* _REQUIRED WORK_
Keep every line in which "crate" occurs and drop the rest of the data.

+===+

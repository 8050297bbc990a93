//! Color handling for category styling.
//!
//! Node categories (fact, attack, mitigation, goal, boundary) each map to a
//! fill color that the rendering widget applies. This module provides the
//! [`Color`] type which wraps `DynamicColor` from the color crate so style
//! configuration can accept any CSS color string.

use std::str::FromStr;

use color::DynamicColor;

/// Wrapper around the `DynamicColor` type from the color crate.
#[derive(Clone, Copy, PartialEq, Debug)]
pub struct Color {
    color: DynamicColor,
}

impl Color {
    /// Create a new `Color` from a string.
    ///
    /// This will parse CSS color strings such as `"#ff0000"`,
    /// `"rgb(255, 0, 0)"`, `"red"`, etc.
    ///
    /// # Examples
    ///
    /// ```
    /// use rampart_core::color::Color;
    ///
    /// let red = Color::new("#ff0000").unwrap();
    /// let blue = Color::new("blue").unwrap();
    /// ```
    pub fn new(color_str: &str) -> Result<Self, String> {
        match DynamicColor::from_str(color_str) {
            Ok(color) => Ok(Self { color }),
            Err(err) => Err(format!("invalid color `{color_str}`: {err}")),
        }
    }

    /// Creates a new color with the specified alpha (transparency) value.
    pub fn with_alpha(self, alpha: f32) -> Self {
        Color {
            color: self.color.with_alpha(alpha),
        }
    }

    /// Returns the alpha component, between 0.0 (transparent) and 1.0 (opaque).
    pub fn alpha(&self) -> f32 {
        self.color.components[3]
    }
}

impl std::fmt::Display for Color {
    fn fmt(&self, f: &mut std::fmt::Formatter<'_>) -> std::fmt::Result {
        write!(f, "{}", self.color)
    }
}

+===+

* _RESPONSE TO THIS TASK_
//! [`Color`] type which wraps `DynamicColor` from the color crate so style
/// Wrapper around the `DynamicColor` type from the color crate.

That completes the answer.